Key Takeaways:
- Stock prices have bounced back from the lows of December with most markets exhibiting strong returns for 2019
- The US economy grew 2.6% in Q4, alleviating some of the recession fears over the coming quarters
- The China trade negotiations seemed to be progressing forward
2019 has been a positive year for risk assets with the S&P500 gaining 3.21% in February and 11.48% for the year. Every sector of the domestic stock market has been positive, with industrials, technology and energy leading the way. International markets are also seeing positive performance for the year, both developed +9.29% and emerging +9.01. Small cap stocks (+17.03%) have seen the biggest rebound from the December lows, and both value and growth stocks have performed well.

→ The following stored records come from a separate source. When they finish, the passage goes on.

impl Record {
    /// Record identifier
    pub fn id(&self) -> Identifier {
        match self {
            Record::Project(r) => r.borrow().id(),
            Record::Module(r) => r.borrow().id(),
            Record::Type(r) => r.borrow().id(),
            Record::EntityGroup(r) => r.borrow().id(),
            Record::Entity(r) => r.borrow().id(),
            Record::Script(r) => r.borrow().id(),
            Record::System(r) => r.borrow().id(),
        }
    }

    /// Display name (cloned out of the cell)
    pub fn name(&self) -> String {
        match self {
            Record::Project(r) => r.borrow().name().to_string(),
            Record::Module(r) => r.borrow().name().to_string(),
            Record::Type(r) => r.borrow().name().to_string(),
            Record::EntityGroup(r) => r.borrow().name().to_string(),
            Record::Entity(r) => r.borrow().name().to_string(),
            Record::Script(r) => r.borrow().name().to_string(),
            Record::System(r) => r.borrow().name().to_string(),
        }
    }

    /// Display name, or `None` while the record cell is mid-mutation
    /// (reference repair runs inside record refreshes)
    pub fn try_name(&self) -> Option<String> {
        match self {
            Record::Project(r) => r.try_borrow().ok().map(|b| b.name().to_string()),
            Record::Module(r) => r.try_borrow().ok().map(|b| b.name().to_string()),
            Record::Type(r) => r.try_borrow().ok().map(|b| b.name().to_string()),
            Record::EntityGroup(r) => r.try_borrow().ok().map(|b| b.name().to_string()),
            Record::Entity(r) => r.try_borrow().ok().map(|b| b.name().to_string()),
            Record::Script(r) => r.try_borrow().ok().map(|b| b.name().to_string()),
            Record::System(r) => r.try_borrow().ok().map(|b| b.name().to_string()),
        }
    }

    /// Record kind
    pub fn kind(&self) -> RecordKind {
        match self {
            Record::Project(_) => RecordKind::Project,
            Record::Module(_) => RecordKind::Module,
            Record::Type(_) => RecordKind::Type,
            Record::EntityGroup(_) => RecordKind::EntityGroup,
            Record::Entity(_) => RecordKind::Entity,
            Record::Script(_) => RecordKind::Script,
            Record::System(_) => RecordKind::System,
        }
    }

    /// Re-resolve every reference the record owns against the freshest
    /// record instances, repairing cached names
    pub fn refresh(&self, registry: &Registry) {
        match self {
            Record::Project(r) => r.borrow_mut().refresh(registry),
            Record::Module(r) => r.borrow_mut().refresh(registry),
            Record::Type(r) => r.borrow_mut().refresh(registry),
            Record::EntityGroup(r) => r.borrow_mut().refresh(registry),
            Record::Entity(r) => r.borrow_mut().refresh(registry),
            Record::Script(r) => r.borrow_mut().refresh(registry),
            Record::System(r) => r.borrow_mut().refresh(registry),
        }
    }

    /// Whether two handles point at the same record instance
    pub fn ptr_eq(&self, other: &Record) -> bool {
        match (self, other) {
            (Record::Project(a), Record::Project(b)) => Rc::ptr_eq(a, b),
            (Record::Module(a), Record::Module(b)) => Rc::ptr_eq(a, b),
            (Record::Type(a), Record::Type(b)) => Rc::ptr_eq(a, b),
            (Record::EntityGroup(a), Record::EntityGroup(b)) => Rc::ptr_eq(a, b),
            (Record::Entity(a), Record::Entity(b)) => Rc::ptr_eq(a, b),
            (Record::Script(a), Record::Script(b)) => Rc::ptr_eq(a, b),
            (Record::System(a), Record::System(b)) => Rc::ptr_eq(a, b),
            _ => false,
        }
    }

    pub(crate) fn attach_tracking(&self, tracking: Tracking) {
        match self {
            Record::Project(r) => r.borrow_mut().attach_tracking(tracking),
            Record::Module(r) => r.borrow_mut().attach_tracking(tracking),
            Record::Type(r) => r.borrow_mut().attach_tracking(tracking),
            Record::EntityGroup(r) => r.borrow_mut().attach_tracking(tracking),
            Record::Entity(r) => r.borrow_mut().attach_tracking(tracking),
            Record::Script(r) => r.borrow_mut().attach_tracking(tracking),
            Record::System(r) => r.borrow_mut().attach_tracking(tracking),
        }
    }
}

macro_rules! record_class {
    ($ty:ty, $variant:ident) => {
        impl RecordClass for $ty {
            const KIND: RecordKind = RecordKind::$variant;

            fn from_record(record: &Record) -> Option<Rc<RefCell<Self>>> {
                match record {
                    Record::$variant(r) => Some(Rc::clone(r)),
                    _ => None,
                }
            }
        }
    };
}

record_class!(Project, Project);
record_class!(ModuleDef, Module);
record_class!(TypeDef, Type);
record_class!(EntityGroup, EntityGroup);
record_class!(Entity, Entity);
record_class!(Script, Script);
record_class!(SystemDef, System);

Interest rates increased in February as investor anxiety over the trade war and Fed policy decreased. The additional $200 billion tariffs on Chinese imports that were set to begin on March 1st were postponed, as progress on negotiations appeared between the two largest economies. The Fed eased its rhetoric and appears to be taking a more patient policy approach to interest rates, causing risk assets to accelerate.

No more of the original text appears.